COVID 以降、初の連合間大型移動です。スカイチーム内で SAS は通常メンバーとして迎えられるはずですが、非常に気になるのは顧客プログラム EuroBonus。私はプログラムは持続し、近い内に LH, AF, BA などと同様の欧州型プログラムなるだろうと予想しています。つまり特典に交換するマイルは航空券購入金額を基準に計算され、上級会員資格はキャビンクラスと飛行距離によって異なるポイントの積算によって量るようになります。
しかし AF-KLM のプログラムをそのまま使うことも考えられないわけではありません。この場合、EuroBonus ライフタイムゴールド会員資格は廃止になると思います。幸い Flying Blue は脱退会社が次々出ているのが現状。あえて SAS が参加するのは考えにくいことです。
日本での SAS は
たとえ EuroBonus が維持されても、日本の顧客には少なからず影響があります。予想される変化は以下の通り、
(1) ANA の会員は SAS 搭乗時スターアライアンスゴールドの優待がなくなる。
(2) Flying Blue の Silver 以上の会員は SAS 搭乗時に優待がある
(3) SAS, AF, KLM は極東路線で JV を行う
(4) SAS, Delta, AF, KLM, Virgin Atlantic は大西洋路線で JV を行う
COVID 以前、多くの日本人顧客がいた SAS ですが、ANA と (も JAL とも) 提携しなくなるので、そのままだと利用者はずっと少なくなります。ジョイントベンチャーを行わないなら、日本撤退の可能性が高くなります。

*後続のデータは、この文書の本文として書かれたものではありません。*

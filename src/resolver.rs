//! Operation resolution - maps operation ids to `(path, method)` pairs.
//!
//! The bound schema is consulted first. When it has no matching
//! `operationId` (or there is no schema), the route is inferred from the
//! `{resource}_{action}` naming convention.

use std::sync::Arc;

use crate::error::ClientError;
use crate::pluralize::Pluralizer;
use crate::schema::Schema;
use crate::types::{Action, PathParams, ACTION_SUFFIXES};

/// A routed operation, with path parameters substituted.
#[derive(Debug, Clone, PartialEq, Eq)]
pub struct ResolvedOperation {
    /// Path relative to the base URL, without leading slash.
    pub path: String,
    /// Uppercased HTTP method.
    pub method: String,
}

impl ResolvedOperation {
    pub fn new(path: impl Into<String>, method: impl Into<String>) -> Self {
        Self {
            path: path.into(),
            method: method.into(),
        }
    }
}

/// Outcome of resolving an operation id.
#[derive(Debug, Clone, PartialEq, Eq)]
pub enum Resolution {
    /// Found in the bound schema.
    SchemaResolved(ResolvedOperation),
    /// Derived from the operation id naming convention.
    Inferred(ResolvedOperation),
    /// Neither the schema nor the naming convention applies.
    Unresolved,
}

impl Resolution {
    pub fn operation(&self) -> Option<&ResolvedOperation> {
        match self {
            Resolution::SchemaResolved(op) | Resolution::Inferred(op) => Some(op),
            Resolution::Unresolved => None,
        }
    }

    pub fn into_operation(self) -> Option<ResolvedOperation> {
        match self {
            Resolution::SchemaResolved(op) | Resolution::Inferred(op) => Some(op),
            Resolution::Unresolved => None,
        }
    }

    pub fn is_inferred(&self) -> bool {
        matches!(self, Resolution::Inferred(_))
    }
}

/// Split `{resource}_{action}` on the first matching action suffix.
///
/// Suffixes are tried longest first, so `zaak_partial_update` is a
/// `PartialUpdate` of `zaak`. A resource that itself ends in an action token
/// keeps it: `update_update` is an `Update` of `update`. The first suffix
/// that matches decides; an empty resource is not retried with a shorter one.
pub fn split_operation_id(operation_id: &str) -> Option<(&str, Action)> {
    let (resource, action) = ACTION_SUFFIXES.iter().find_map(|action| {
        let resource = operation_id
            .strip_suffix(action.suffix())?
            .strip_suffix('_')?;
        Some((resource, *action))
    })?;
    (!resource.is_empty()).then_some((resource, action))
}

/// Replace every `{key}` in `template` with the matching parameter.
///
/// Placeholders without a parameter are left untouched.
pub fn substitute_path_params(template: &str, params: &PathParams) -> String {
    params.iter().fold(template.to_string(), |path, (key, value)| {
        path.replace(&format!("{{{key}}}"), value)
    })
}

/// Resolves operation ids against an optional schema.
#[derive(Debug, Clone, Default)]
pub struct OperationResolver {
    schema: Option<Arc<Schema>>,
    pluralizer: Pluralizer,
}

impl OperationResolver {
    pub fn new(schema: Option<Arc<Schema>>) -> Self {
        Self {
            schema,
            pluralizer: Pluralizer::default(),
        }
    }

    pub fn with_pluralizer(mut self, pluralizer: Pluralizer) -> Self {
        self.pluralizer = pluralizer;
        self
    }

    pub fn schema(&self) -> Option<&Arc<Schema>> {
        self.schema.as_ref()
    }

    pub fn pluralizer(&self) -> &Pluralizer {
        &self.pluralizer
    }

    /// Resolve an operation id, reporting which branch produced the route.
    pub fn resolve(&self, operation_id: &str, params: &PathParams) -> Resolution {
        if let Some(op) = self.resolve_from_schema(operation_id, params) {
            tracing::debug!(operation_id, path = %op.path, "resolved from schema");
            return Resolution::SchemaResolved(op);
        }
        match self.infer(operation_id, params) {
            Some(op) => {
                tracing::debug!(operation_id, path = %op.path, "inferred route");
                Resolution::Inferred(op)
            }
            None => Resolution::Unresolved,
        }
    }

    /// Resolve an operation id to a `(path, method)` pair.
    ///
    /// # Errors
    ///
    /// Returns `ClientError::UnresolvableOperation` when neither the schema
    /// nor inference yields a route.
    pub fn resolve_operation(
        &self,
        operation_id: &str,
        params: &PathParams,
    ) -> Result<ResolvedOperation, ClientError> {
        self.resolve(operation_id, params)
            .into_operation()
            .ok_or_else(|| ClientError::UnresolvableOperation {
                operation_id: operation_id.to_string(),
            })
    }

    pub fn supports_operation(&self, operation_id: &str) -> bool {
        self.resolve(operation_id, &PathParams::new()) != Resolution::Unresolved
    }

    fn resolve_from_schema(
        &self,
        operation_id: &str,
        params: &PathParams,
    ) -> Option<ResolvedOperation> {
        let schema = self.schema.as_ref().filter(|s| s.has_paths())?;
        let op = schema.find_operation(operation_id)?;
        let path = substitute_path_params(&op.path_template, params);
        Some(ResolvedOperation::new(
            path.trim_start_matches('/'),
            op.method,
        ))
    }

    fn infer(&self, operation_id: &str, params: &PathParams) -> Option<ResolvedOperation> {
        let (resource, action) = split_operation_id(operation_id)?;
        let plural = self.pluralizer.pluralize(resource);
        let template = if action.is_item() {
            format!("{plural}/{{uuid}}")
        } else {
            plural
        };
        Some(ResolvedOperation::new(
            substitute_path_params(&template, params),
            action.method().as_str(),
        ))
    }
}

#[cfg(test)]
mod tests {
    use super::*;
    use rstest::rstest;
    use serde_json::json;

    fn inferring() -> OperationResolver {
        OperationResolver::new(None)
    }

    #[rstest]
    #[case("zaak_list", "zaken", "GET")]
    #[case("zaak_read", "zaken/{uuid}", "GET")]
    #[case("zaak_retrieve", "zaken/{uuid}", "GET")]
    #[case("zaak_create", "zaken", "POST")]
    #[case("zaak_update", "zaken/{uuid}", "PUT")]
    #[case("zaak_partial_update", "zaken/{uuid}", "PATCH")]
    #[case("zaak_delete", "zaken/{uuid}", "DELETE")]
    fn inference_table(#[case] operation_id: &str, #[case] path: &str, #[case] method: &str) {
        let resolution = inferring().resolve(operation_id, &PathParams::new());
        assert_eq!(
            resolution,
            Resolution::Inferred(ResolvedOperation::new(path, method))
        );
    }

    #[test]
    fn irregular_plural_is_used() {
        let op = inferring()
            .resolve_operation("catalogus_list", &PathParams::new())
            .unwrap();
        assert_eq!(op, ResolvedOperation::new("catalogussen", "GET"));
    }

    #[test]
    fn uuid_is_substituted() {
        let op = inferring()
            .resolve_operation("zaak_read", &PathParams::uuid("123"))
            .unwrap();
        assert_eq!(op, ResolvedOperation::new("zaken/123", "GET"));
    }

    #[test]
    fn multi_word_resource() {
        let op = inferring()
            .resolve_operation("enkelvoudiginformatieobject_partial_update", &PathParams::uuid("x"))
            .unwrap();
        assert_eq!(
            op,
            ResolvedOperation::new("enkelvoudiginformatieobjecten/x", "PATCH")
        );
    }

    #[test]
    fn split_prefers_partial_update() {
        assert_eq!(
            split_operation_id("zaak_partial_update"),
            Some(("zaak", Action::PartialUpdate))
        );
    }

    #[test]
    fn split_resource_named_like_action() {
        assert_eq!(split_operation_id("update_update"), Some(("update", Action::Update)));
        assert_eq!(split_operation_id("list_read"), Some(("list", Action::Read)));
        assert_eq!(
            split_operation_id("document_list_list"),
            Some(("document_list", Action::List))
        );
        // "partial" is the resource here, not part of the action.
        assert_eq!(
            split_operation_id("partial_update"),
            Some(("partial", Action::Update))
        );
    }

    #[test]
    fn split_requires_separator_and_resource() {
        assert_eq!(split_operation_id("zaaklist"), None);
        assert_eq!(split_operation_id("_list"), None);
        assert_eq!(split_operation_id("_partial_update"), None);
        assert_eq!(split_operation_id("list"), None);
        assert_eq!(split_operation_id("zaak_archive"), None);
    }

    #[test]
    fn unresolvable_operation_errors() {
        let result = inferring().resolve_operation("zaak_archive", &PathParams::new());
        assert!(matches!(
            result,
            Err(ClientError::UnresolvableOperation { ref operation_id }) if operation_id == "zaak_archive"
        ));
        assert!(!inferring().supports_operation("zaak_archive"));
        assert!(inferring().supports_operation("zaak_list"));
    }

    #[test]
    fn substitute_leaves_unknown_placeholders() {
        let params = PathParams::from([("zaak_uuid", "1")]);
        assert_eq!(
            substitute_path_params("zaken/{zaak_uuid}/rollen/{uuid}", &params),
            "zaken/1/rollen/{uuid}"
        );
    }

    fn schema_resolver() -> OperationResolver {
        let schema = Schema::new(json!({
            "paths": {
                "/zaken/_zoek": { "post": { "operationId": "zaak__zoek" } },
                "/zaken/overzicht": { "get": { "operationId": "zaak_list" } },
                "/zaken/{zaak_uuid}/zaakeigenschappen/{uuid}": {
                    "patch": { "operationId": "zaakeigenschap_partial_update" }
                }
            }
        }));
        OperationResolver::new(Some(Arc::new(schema)))
    }

    #[test]
    fn schema_wins_over_inference() {
        let resolution = schema_resolver().resolve("zaak_list", &PathParams::new());
        assert_eq!(
            resolution,
            Resolution::SchemaResolved(ResolvedOperation::new("zaken/overzicht", "GET"))
        );
    }

    #[test]
    fn schema_only_operation_resolves() {
        let op = schema_resolver()
            .resolve_operation("zaak__zoek", &PathParams::new())
            .unwrap();
        assert_eq!(op, ResolvedOperation::new("zaken/_zoek", "POST"));
    }

    #[test]
    fn schema_nested_params() {
        let params = PathParams::new().with("zaak_uuid", "z1").with("uuid", "e1");
        let op = schema_resolver()
            .resolve_operation("zaakeigenschap_partial_update", &params)
            .unwrap();
        assert_eq!(
            op,
            ResolvedOperation::new("zaken/z1/zaakeigenschappen/e1", "PATCH")
        );
    }

    #[test]
    fn schema_miss_falls_back_to_inference() {
        let resolution = schema_resolver().resolve("rol_read", &PathParams::uuid("r1"));
        assert_eq!(
            resolution,
            Resolution::Inferred(ResolvedOperation::new("rollen/r1", "GET"))
        );
    }

    #[test]
    fn schema_without_paths_falls_back() {
        let resolver = OperationResolver::new(Some(Arc::new(Schema::new(json!({})))));
        assert!(resolver.resolve("zaak_list", &PathParams::new()).is_inferred());
    }
}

NRT-CPH 路線は北欧文化が色濃く反映されるサービスで、そこそこの人気が保たれていました。今後、SAS は話題に上がることが減ることでしょう。しかたありません。
欧州での SAS は
SAS とは別に破綻処理が進行中なのは、イタリアのフラッグキャリア。すでにアリタリアは消え、新会社の ITA が営業していますが、資本がどうなるか片付いていません。おそらくルフトハンザが大きなシェアを握ると考えられます。ドイツ人の南下嗜好が背景にあるためか、昔からルフトハンザはイタリアに路線網を拡げたがっていました。今回の Alitalia-ITA の遷移は大きなチャンスです。満足する結果になれば、スカイチームだった Alitalia-ITA はスターアライアンスへ「移籍」することになります。
一方で、SAS はアリタリア破綻処理の進行具合より話が進んでいて、スターアライアンスからスカイチームへ「移籍」が発表されています。
北欧の諸都市は人口が少なく、 路線網を維持するのは大変なはずです。SAS は就航が重ならない都市を多く持っていたのです。この点は観光地だらけのイタリアとは決定的に異なります。欧州地域における路線網の充実という観点からは、スターアライアンスはマイナス、スカイチームはプラスです。